Many people continue to question whether football in this country is institutionally racist, as generations past had to contend with racism in the NFL. Of the two hundred and seventy-six coaching and managerial positions in professional football, only about six people are black. About twenty-two percent of the players are African-American, but only two percent are in management. The good part, though, is that management has acknowledged that there really is a problem that needs their attention. The premier league, the Football Association, the League Managers Association along with the Football League have joined forces with the PFA. They agree that there is an urgent need to find aspects of the selection criteria that may be discriminatory against blacks so that in the future posts are filled only on merit.
It is well known that Title IX aims to ensure the equality of female athletes with their male counterparts in various sports. However, there is more to it than sports; there is theater, other extracurricular activities, band, etc.
So, for athletic programs, these are the Title IX requirements:
* Women and men should have similar opportunities in sport
* Women should receive equivalent funding/scholarship or according to their participation, can be found at the Women’s Sports Foundation.
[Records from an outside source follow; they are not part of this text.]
pub mod audio_service;
pub mod catalog_service;
pub mod library_service;
pub mod tenant_service;
pub mod user_service;

pub use audio_service::AudioService;
pub use catalog_service::CatalogService;
pub use library_service::LibraryService;
pub use tenant_service::{TenantError, TenantService};
pub use user_service::UserService;

use serde::Deserialize;
use sqlx::PgPool;

use crate::config::config;
use crate::database::manager::DatabaseError;
use crate::error::ApiError;
use crate::tenant::ScopeError;

/// Errors shared by the tenant-scoped data services
#[derive(Debug, thiserror::Error)]
pub enum ServiceError {
    #[error(transparent)]
    Database(#[from] DatabaseError),
    #[error(transparent)]
    Scope(#[from] ScopeError),
    #[error("{entity} {id} not found")]
    NotFound { entity: &'static str, id: i64 },
    #[error("Invalid {field}: {message}")]
    Validation { field: &'static str, message: String },
}

impl From<sqlx::Error> for ServiceError {
    fn from(err: sqlx::Error) -> Self {
        ServiceError::Database(err.into())
    }
}

impl From<ServiceError> for ApiError {
    fn from(err: ServiceError) -> Self {
        match err {
            ServiceError::Database(e) => e.into(),
            ServiceError::Scope(e) => e.into(),
            ServiceError::NotFound { .. } => ApiError::not_found(err.to_string()),
            ServiceError::Validation { field, message } => ApiError::invalid_field(field, message),
        }
    }
}

pub type ServiceResult<T> = Result<T, ServiceError>;

/// `?limit=&offset=` query parameters
#[derive(Debug, Clone, Copy, Default, Deserialize)]
pub struct Page {
    pub limit: Option<i64>,
    pub offset: Option<i64>,
}

impl Page {
    pub fn limit(&self) -> i64 {
        config().page_size(self.limit)
    }

    pub fn offset(&self) -> i64 {
        self.offset.unwrap_or(0).max(0)
    }
}

pub(crate) fn invalid(field: &'static str, message: impl Into<String>) -> ServiceError {
    ServiceError::Validation {
        field,
        message: message.into(),
    }
}

pub(crate) fn require_text(field: &'static str, value: &str) -> ServiceResult<()> {
    if value.trim().is_empty() {
        return Err(invalid(field, "must not be empty"));
    }
    Ok(())
}

pub(crate) fn require_min(field: &'static str, value: i64, min: i64) -> ServiceResult<()> {
    if value < min {
        return Err(invalid(field, format!("must be at least {}", min)));
    }
    Ok(())
}

/// Tenant owning the row found by `sql`, which must select a single BIGINT
/// tenant id for the bound `id`.
pub(crate) async fn owner_of(pool: &PgPool, sql: &str, id: i64) -> ServiceResult<Option<i64>> {
    let owner = sqlx::query_scalar::<_, i64>(sql).bind(id).fetch_optional(pool).await?;
    Ok(owner)
}
// handlers/system.rs - service info, health, and the resolved tenant

use axum::{
    extract::State,
    http::StatusCode,
    response::{IntoResponse, Json, Response},
    Extension,
};
use serde::Serialize;
use serde_json::{json, Value};

use crate::database::models::Tenant;
use crate::database::DatabaseManager;
use crate::middleware::{ApiResponse, ApiResult};
use crate::server::AppState;
use crate::tenant::{context, ResolvedTenant, TenantSource};

#[derive(Debug, Serialize)]
pub struct TenantInfo {
    pub tenant: Option<Tenant>,
    pub source: &'static str,
}

/// GET /
pub async fn root() -> Json<Value> {
    Json(json!({
        "success": true,
        "data": {
            "name": "Lectern API",
            "version": env!("CARGO_PKG_VERSION"),
            "description": "Multi-tenant scripture content and annotation API",
            "tenant_resolution": ["X-Tenant-ID", "X-Tenant-Domain", "subdomain", "?tenant="],
            "endpoints": {
                "health": "/health",
                "tenant": "/api/v1/tenant",
                "auth": "/api/v1/auth/{register,login,whoami}",
                "catalog": "/api/v1/{books,chapters,verses}[/:id]",
                "audio": "/api/v1/audio/{reciters,chapter-audios,timestamps}[/:id]",
                "notes": "/api/v1/notes/{notes,bookmarks,history}[/:id] (authenticated)",
            }
        }
    }))
}

/// GET /health
pub async fn health(State(state): State<AppState>) -> Response {
    let now = chrono::Utc::now();

    match DatabaseManager::health_check(&state.pool).await {
        Ok(()) => (
            StatusCode::OK,
            Json(json!({
                "success": true,
                "data": { "status": "ok", "timestamp": now, "database": "ok" }
            })),
        )
            .into_response(),
        Err(e) => {
            tracing::warn!("Health check failed: {}", e);
            (
                StatusCode::SERVICE_UNAVAILABLE,
                Json(json!({
                    "success": false,
                    "error": "Database unavailable",
                    "code": "SERVICE_UNAVAILABLE",
                    "data": { "status": "degraded", "timestamp": now }
                })),
            )
                .into_response()
        }
    }
}

/// GET /api/v1/tenant
///
/// Reports the tenant bound to this request's task together with the
/// strategy that produced it.
pub async fn current_tenant(resolved: Option<Extension<ResolvedTenant>>) -> ApiResult<TenantInfo> {
    let source = resolved
        .map(|Extension(r)| r.source)
        .unwrap_or(TenantSource::Unresolved);

    Ok(ApiResponse::success(TenantInfo {
        tenant: context::current(),
        source: source.as_str(),
    }))
}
* Women should receive similar benefits to men. These include coaching, practice facilities, travel and allowance etc.
Title IX is designed to promote equality in sports between men and women. It is useful to have some sort of equalizing force in place; however, there are many problems with how courts interpret Title IX. Title IX has generated quite a bit of controversy in education, and especially in sports. There are many cases where Title IX has led to the demise of certain college sports teams. It’s time to fix the loopholes and illogical fractions of Title IX.